### Task prompt
The answer must consist of each line below that contains the string "needle".

### Provided material

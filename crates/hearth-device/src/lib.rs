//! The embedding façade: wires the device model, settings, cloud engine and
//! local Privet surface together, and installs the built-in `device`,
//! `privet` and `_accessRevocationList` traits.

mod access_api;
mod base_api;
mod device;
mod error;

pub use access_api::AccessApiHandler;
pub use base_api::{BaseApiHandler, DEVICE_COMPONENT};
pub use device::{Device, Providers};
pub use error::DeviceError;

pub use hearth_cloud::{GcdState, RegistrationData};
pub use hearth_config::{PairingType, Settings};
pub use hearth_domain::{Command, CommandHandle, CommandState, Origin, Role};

---

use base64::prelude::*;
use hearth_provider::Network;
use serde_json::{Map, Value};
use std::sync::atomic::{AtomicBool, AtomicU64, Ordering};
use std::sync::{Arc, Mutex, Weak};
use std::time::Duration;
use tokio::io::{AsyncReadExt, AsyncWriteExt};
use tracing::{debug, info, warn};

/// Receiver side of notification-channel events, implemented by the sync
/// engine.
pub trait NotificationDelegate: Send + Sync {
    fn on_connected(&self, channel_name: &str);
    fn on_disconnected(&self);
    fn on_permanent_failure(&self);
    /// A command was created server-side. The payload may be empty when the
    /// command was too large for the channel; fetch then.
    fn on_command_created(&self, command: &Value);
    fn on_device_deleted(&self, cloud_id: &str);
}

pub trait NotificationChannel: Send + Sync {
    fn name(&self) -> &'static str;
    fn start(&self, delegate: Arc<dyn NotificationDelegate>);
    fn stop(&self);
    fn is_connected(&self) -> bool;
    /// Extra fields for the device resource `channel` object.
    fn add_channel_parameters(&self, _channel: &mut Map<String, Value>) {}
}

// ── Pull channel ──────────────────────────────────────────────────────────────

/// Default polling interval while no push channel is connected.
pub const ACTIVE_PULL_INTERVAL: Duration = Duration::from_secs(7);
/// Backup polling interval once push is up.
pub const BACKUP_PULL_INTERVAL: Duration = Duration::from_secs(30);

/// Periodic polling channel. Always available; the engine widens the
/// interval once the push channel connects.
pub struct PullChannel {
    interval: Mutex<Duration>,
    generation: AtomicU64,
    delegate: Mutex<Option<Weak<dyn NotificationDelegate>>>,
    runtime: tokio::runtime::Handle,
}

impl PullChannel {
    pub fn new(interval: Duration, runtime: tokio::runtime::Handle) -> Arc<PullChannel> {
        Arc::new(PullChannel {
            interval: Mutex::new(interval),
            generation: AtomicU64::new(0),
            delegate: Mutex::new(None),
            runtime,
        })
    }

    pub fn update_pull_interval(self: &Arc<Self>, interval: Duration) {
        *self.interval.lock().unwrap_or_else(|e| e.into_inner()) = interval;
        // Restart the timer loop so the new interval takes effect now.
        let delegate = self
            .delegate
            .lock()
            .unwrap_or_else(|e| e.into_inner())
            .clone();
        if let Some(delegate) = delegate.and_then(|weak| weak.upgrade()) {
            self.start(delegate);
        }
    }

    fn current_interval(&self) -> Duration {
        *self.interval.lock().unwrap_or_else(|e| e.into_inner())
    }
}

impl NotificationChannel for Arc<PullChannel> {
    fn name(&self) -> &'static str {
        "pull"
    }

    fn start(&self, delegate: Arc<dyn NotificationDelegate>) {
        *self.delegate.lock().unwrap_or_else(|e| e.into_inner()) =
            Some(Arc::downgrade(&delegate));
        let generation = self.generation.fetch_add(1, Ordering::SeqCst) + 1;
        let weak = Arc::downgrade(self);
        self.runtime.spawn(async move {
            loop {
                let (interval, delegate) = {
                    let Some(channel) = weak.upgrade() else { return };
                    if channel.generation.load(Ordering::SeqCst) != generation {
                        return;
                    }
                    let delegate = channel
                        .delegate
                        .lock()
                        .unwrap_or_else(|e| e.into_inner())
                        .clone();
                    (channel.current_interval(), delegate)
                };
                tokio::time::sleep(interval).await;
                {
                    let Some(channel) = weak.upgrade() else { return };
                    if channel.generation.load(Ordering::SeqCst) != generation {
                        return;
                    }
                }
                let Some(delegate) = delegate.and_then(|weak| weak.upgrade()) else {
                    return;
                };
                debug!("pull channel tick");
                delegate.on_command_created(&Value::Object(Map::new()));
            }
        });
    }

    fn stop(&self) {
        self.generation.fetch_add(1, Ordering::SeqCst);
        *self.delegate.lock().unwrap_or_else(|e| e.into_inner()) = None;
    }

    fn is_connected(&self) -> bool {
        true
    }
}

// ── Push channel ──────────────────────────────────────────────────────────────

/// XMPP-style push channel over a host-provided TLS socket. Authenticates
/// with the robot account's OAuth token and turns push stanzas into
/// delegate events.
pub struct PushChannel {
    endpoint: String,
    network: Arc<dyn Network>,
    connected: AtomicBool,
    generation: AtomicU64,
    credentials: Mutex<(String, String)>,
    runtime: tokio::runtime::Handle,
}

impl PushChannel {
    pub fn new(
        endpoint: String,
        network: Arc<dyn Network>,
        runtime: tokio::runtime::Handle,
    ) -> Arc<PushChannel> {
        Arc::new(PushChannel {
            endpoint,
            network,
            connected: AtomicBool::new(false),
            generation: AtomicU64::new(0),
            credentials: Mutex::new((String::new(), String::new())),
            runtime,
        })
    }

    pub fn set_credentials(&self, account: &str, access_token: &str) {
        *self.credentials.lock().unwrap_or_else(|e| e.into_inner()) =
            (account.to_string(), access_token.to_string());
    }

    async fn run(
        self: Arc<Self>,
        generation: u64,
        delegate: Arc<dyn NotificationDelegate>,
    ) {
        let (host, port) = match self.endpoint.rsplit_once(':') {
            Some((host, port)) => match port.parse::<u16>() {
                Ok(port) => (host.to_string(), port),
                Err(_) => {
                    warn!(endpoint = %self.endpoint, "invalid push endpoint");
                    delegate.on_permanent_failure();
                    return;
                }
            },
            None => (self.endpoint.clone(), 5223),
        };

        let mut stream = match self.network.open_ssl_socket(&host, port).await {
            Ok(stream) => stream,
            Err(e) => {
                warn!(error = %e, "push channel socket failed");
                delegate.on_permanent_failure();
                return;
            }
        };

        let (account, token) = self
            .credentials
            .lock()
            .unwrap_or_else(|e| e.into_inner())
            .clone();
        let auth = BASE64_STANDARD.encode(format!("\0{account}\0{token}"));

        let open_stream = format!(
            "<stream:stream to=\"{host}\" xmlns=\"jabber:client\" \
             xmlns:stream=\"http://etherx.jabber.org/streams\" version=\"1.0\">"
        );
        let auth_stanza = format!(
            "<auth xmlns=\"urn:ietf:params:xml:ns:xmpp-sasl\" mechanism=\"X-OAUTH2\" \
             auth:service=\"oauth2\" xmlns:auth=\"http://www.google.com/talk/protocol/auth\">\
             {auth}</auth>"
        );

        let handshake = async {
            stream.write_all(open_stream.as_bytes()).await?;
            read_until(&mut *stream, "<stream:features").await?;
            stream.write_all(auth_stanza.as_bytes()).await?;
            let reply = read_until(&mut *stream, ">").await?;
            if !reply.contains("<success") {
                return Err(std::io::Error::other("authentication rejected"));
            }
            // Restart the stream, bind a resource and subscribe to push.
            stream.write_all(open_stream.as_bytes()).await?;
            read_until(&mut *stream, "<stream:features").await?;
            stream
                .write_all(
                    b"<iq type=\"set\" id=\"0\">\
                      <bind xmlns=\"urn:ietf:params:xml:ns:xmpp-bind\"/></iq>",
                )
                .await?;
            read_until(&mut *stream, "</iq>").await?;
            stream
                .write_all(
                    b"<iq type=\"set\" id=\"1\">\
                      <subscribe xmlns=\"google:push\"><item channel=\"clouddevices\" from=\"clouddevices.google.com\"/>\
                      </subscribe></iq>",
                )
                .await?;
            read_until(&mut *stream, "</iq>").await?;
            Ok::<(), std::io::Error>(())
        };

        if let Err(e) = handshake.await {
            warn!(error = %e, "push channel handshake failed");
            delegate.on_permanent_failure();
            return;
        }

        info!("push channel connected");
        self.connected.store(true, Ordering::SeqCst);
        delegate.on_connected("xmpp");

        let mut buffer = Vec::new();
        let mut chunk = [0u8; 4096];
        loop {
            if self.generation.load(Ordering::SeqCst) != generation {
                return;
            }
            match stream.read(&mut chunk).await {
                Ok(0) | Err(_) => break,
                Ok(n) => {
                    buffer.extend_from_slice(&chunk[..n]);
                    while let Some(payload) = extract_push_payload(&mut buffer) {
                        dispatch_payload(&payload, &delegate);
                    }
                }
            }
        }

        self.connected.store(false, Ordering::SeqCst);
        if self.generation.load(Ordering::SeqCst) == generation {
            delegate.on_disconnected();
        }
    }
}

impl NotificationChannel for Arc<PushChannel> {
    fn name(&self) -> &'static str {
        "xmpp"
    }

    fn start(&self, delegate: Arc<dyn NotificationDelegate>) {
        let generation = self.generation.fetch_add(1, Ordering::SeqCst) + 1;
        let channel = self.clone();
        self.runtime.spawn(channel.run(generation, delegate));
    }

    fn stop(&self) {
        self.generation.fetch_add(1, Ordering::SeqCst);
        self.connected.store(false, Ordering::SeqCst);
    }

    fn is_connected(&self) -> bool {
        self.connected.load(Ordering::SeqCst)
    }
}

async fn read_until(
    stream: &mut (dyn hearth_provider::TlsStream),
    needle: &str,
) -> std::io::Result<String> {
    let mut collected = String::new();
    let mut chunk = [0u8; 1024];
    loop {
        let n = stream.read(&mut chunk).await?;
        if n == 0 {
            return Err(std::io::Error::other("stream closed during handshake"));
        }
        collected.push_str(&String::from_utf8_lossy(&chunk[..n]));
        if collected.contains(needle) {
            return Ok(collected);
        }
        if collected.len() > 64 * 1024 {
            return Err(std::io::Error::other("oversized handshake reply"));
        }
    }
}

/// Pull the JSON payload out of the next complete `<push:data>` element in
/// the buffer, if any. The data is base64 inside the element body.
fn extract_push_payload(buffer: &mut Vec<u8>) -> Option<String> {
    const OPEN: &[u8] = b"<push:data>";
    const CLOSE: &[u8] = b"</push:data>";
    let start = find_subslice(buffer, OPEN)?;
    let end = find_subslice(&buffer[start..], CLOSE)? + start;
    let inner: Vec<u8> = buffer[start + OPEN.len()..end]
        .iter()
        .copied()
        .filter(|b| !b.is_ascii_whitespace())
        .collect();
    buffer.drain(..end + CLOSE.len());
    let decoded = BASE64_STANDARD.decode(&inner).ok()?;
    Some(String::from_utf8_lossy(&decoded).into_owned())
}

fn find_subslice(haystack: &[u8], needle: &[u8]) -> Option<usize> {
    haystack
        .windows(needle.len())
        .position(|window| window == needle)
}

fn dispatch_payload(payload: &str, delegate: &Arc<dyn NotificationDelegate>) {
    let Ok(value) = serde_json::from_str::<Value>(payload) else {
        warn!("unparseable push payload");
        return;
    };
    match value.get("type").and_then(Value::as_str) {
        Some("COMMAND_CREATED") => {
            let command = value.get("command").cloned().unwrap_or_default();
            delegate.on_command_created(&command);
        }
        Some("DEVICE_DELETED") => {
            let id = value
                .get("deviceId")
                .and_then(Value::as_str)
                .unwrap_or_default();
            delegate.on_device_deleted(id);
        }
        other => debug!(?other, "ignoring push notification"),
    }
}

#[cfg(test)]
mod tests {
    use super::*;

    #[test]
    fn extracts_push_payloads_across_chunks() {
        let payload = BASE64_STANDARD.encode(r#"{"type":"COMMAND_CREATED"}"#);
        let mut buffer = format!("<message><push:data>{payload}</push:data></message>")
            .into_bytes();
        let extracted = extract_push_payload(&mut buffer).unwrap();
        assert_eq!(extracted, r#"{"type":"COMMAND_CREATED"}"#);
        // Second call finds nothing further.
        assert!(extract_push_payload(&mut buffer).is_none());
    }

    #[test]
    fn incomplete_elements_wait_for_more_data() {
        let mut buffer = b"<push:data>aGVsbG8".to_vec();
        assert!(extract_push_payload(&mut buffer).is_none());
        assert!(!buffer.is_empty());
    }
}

### Solution
    needle: &str,
        if collected.contains(needle) {
fn find_subslice(haystack: &[u8], needle: &[u8]) -> Option<usize> {
        .windows(needle.len())
        .position(|window| window == needle)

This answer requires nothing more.